* _THE DATA_

BEGIN

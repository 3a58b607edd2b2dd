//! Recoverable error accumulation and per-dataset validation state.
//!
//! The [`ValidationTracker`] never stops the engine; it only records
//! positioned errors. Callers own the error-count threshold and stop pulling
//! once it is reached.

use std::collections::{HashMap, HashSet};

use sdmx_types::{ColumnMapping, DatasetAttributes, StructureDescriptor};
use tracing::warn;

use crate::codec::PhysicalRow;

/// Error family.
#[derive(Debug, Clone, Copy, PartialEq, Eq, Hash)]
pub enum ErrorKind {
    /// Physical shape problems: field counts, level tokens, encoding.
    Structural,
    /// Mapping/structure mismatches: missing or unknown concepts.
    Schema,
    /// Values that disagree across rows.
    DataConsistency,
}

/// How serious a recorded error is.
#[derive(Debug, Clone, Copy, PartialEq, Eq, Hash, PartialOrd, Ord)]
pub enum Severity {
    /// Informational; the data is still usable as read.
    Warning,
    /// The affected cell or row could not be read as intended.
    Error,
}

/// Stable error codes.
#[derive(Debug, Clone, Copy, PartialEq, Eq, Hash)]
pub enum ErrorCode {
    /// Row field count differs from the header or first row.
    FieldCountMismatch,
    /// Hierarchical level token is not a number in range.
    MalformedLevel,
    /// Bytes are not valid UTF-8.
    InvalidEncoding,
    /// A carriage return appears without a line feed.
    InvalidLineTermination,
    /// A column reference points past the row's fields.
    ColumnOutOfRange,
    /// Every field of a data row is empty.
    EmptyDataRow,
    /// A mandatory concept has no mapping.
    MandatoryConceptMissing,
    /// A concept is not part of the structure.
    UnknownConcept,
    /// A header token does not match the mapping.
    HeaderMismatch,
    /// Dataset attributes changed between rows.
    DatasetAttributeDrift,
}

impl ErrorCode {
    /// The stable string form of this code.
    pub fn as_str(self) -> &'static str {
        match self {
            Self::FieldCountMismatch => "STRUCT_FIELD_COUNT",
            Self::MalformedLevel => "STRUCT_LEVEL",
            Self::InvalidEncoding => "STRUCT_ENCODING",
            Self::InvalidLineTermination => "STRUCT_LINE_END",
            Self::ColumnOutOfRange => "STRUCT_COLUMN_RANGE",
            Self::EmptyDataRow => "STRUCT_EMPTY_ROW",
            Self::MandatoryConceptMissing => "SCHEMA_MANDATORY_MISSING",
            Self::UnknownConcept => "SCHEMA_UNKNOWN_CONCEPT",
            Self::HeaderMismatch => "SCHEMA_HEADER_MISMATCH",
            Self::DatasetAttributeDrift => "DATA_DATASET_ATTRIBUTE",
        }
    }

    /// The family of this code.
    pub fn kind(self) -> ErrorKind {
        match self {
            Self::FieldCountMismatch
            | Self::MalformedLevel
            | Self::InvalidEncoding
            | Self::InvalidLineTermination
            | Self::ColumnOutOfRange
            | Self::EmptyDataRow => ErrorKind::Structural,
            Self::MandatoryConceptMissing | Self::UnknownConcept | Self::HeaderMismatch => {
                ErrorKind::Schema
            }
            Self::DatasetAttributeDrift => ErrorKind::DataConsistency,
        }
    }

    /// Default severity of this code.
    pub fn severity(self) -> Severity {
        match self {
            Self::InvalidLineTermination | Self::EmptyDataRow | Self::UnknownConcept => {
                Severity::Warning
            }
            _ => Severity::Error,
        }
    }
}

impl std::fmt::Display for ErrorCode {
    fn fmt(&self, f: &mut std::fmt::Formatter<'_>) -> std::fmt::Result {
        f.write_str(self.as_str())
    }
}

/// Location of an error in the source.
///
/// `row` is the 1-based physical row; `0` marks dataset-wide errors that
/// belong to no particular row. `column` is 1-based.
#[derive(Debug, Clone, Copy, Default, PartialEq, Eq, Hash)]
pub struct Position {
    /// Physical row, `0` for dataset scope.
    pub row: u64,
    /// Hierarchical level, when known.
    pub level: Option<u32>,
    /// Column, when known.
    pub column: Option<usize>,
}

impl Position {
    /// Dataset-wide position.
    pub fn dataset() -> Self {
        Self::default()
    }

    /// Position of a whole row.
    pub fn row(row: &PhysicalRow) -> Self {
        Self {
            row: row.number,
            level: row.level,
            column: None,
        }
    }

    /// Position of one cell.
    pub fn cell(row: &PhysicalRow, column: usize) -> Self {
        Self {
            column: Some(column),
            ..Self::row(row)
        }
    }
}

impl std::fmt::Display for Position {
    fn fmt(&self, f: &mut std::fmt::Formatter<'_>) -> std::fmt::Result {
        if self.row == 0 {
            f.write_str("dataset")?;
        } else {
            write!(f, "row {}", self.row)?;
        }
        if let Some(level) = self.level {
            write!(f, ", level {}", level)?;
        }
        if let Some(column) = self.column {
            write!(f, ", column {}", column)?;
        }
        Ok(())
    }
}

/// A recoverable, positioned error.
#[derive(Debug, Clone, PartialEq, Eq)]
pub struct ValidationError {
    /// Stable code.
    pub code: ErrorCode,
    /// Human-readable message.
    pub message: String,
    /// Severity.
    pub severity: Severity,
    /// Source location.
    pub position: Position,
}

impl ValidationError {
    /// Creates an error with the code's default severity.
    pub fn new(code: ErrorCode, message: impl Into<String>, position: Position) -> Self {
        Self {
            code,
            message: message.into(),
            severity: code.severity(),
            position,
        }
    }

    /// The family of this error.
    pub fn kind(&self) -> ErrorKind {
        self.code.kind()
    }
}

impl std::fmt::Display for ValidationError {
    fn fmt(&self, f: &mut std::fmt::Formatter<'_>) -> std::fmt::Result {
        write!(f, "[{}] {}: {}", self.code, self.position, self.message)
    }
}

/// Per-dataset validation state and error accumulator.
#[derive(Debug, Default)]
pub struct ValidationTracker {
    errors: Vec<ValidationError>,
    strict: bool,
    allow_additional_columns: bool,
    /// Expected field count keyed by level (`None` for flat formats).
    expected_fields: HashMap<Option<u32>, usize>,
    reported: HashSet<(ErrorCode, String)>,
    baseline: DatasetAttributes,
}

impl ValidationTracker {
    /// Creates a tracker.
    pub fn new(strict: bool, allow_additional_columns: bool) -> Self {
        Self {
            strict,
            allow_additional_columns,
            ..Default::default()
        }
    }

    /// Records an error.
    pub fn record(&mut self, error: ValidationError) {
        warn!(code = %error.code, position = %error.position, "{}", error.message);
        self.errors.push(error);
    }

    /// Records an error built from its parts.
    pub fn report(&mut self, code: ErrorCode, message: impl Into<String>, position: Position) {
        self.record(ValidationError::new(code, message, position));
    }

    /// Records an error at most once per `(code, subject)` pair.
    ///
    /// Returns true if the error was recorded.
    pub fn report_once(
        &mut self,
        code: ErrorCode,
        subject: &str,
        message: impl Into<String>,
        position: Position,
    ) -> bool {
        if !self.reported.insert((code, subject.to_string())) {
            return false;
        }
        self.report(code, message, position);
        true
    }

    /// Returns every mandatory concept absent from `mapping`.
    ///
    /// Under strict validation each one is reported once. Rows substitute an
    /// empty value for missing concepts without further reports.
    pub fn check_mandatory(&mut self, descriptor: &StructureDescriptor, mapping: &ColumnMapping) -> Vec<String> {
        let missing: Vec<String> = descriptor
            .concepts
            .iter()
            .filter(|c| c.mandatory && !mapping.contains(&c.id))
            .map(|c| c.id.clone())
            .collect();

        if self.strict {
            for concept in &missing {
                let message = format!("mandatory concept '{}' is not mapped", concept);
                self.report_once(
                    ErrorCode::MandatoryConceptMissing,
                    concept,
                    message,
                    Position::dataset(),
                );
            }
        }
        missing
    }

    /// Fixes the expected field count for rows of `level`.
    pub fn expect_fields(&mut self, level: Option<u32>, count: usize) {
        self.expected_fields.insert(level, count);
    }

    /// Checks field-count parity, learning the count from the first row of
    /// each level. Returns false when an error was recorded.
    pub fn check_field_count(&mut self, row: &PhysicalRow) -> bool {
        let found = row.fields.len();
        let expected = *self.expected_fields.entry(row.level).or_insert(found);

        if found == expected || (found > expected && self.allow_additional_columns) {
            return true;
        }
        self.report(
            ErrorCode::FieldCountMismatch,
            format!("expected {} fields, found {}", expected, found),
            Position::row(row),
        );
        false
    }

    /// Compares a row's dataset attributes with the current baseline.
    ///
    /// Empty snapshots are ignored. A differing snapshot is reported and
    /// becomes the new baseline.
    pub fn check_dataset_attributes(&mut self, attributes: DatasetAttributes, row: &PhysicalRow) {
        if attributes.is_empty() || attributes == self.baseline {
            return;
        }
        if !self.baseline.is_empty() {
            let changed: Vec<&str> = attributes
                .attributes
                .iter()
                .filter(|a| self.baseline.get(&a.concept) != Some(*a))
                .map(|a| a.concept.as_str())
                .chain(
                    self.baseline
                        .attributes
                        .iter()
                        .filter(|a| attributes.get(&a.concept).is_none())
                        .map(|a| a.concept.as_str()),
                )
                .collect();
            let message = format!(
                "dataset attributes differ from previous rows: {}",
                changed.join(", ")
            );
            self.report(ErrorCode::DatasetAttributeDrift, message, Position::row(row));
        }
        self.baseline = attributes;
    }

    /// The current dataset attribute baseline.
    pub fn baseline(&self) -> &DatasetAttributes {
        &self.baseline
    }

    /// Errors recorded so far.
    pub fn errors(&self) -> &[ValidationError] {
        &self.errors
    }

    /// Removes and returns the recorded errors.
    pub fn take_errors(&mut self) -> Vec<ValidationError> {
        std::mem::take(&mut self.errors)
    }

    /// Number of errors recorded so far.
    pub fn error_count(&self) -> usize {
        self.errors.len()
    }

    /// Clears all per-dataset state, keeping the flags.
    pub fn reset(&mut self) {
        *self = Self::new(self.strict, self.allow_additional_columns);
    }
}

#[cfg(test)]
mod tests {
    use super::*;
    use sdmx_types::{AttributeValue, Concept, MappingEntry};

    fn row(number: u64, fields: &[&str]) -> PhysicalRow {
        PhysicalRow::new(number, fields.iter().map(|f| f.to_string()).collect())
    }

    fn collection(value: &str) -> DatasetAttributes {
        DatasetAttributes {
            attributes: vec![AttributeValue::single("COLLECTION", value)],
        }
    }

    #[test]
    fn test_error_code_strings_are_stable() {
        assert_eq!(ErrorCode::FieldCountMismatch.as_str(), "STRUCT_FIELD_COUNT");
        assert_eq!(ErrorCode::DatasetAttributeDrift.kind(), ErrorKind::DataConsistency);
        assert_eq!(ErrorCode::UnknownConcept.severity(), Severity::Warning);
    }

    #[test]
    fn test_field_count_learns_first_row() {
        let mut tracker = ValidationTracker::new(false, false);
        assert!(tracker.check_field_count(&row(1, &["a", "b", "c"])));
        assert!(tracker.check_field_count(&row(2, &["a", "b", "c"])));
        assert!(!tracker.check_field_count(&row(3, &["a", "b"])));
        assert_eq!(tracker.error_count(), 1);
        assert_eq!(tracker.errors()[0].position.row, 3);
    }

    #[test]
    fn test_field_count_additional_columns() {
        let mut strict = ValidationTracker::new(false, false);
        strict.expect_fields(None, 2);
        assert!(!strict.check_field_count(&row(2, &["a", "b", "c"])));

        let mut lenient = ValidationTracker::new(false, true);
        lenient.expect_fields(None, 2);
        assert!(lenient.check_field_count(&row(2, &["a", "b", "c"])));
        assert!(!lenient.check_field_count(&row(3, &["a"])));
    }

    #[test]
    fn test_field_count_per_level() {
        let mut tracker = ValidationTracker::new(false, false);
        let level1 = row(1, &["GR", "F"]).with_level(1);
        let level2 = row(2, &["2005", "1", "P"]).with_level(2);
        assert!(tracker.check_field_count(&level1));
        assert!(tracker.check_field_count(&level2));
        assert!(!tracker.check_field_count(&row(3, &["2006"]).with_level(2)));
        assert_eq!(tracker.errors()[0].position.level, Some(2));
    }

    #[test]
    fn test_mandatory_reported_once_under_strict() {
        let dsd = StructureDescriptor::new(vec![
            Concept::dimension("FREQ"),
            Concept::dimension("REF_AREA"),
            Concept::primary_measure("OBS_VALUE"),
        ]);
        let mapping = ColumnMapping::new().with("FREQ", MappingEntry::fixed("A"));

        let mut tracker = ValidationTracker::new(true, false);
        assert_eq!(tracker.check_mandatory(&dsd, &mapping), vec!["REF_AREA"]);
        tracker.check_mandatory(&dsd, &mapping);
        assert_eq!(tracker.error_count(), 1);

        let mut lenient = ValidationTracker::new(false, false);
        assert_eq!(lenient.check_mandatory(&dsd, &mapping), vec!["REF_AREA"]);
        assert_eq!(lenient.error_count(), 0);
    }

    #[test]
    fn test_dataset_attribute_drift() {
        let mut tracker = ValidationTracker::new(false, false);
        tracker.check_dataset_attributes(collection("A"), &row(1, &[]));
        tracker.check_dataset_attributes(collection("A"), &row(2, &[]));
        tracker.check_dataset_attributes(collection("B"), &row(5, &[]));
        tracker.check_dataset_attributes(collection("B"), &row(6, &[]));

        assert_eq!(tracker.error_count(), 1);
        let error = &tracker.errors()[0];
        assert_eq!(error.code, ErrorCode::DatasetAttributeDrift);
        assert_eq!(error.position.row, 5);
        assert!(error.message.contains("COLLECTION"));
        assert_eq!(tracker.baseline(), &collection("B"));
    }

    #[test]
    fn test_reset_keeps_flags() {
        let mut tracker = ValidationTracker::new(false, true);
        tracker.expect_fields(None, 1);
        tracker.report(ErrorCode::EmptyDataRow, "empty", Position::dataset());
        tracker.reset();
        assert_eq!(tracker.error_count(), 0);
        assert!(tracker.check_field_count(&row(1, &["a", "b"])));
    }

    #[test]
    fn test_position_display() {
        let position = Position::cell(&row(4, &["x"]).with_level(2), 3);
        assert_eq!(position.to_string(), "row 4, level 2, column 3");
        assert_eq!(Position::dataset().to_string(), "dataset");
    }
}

END

* _TASK BRIEF_
All that should appear in the response is the run of lines from the first line of the entries through the line containing "Stable error codes.", copied exactly.

* _RESULT_
repository 3a58b607edd2b2dd
//! Recoverable error accumulation and per-dataset validation state.
//!
//! The [`ValidationTracker`] never stops the engine; it only records
//! positioned errors. Callers own the error-count threshold and stop pulling
//! once it is reached.

use std::collections::{HashMap, HashSet};

use sdmx_types::{ColumnMapping, DatasetAttributes, StructureDescriptor};
use tracing::warn;

use crate::codec::PhysicalRow;

/// Error family.
#[derive(Debug, Clone, Copy, PartialEq, Eq, Hash)]
pub enum ErrorKind {
    /// Physical shape problems: field counts, level tokens, encoding.
    Structural,
    /// Mapping/structure mismatches: missing or unknown concepts.
    Schema,
    /// Values that disagree across rows.
    DataConsistency,
}

/// How serious a recorded error is.
#[derive(Debug, Clone, Copy, PartialEq, Eq, Hash, PartialOrd, Ord)]
pub enum Severity {
    /// Informational; the data is still usable as read.
    Warning,
    /// The affected cell or row could not be read as intended.
    Error,
}

/// Stable error codes.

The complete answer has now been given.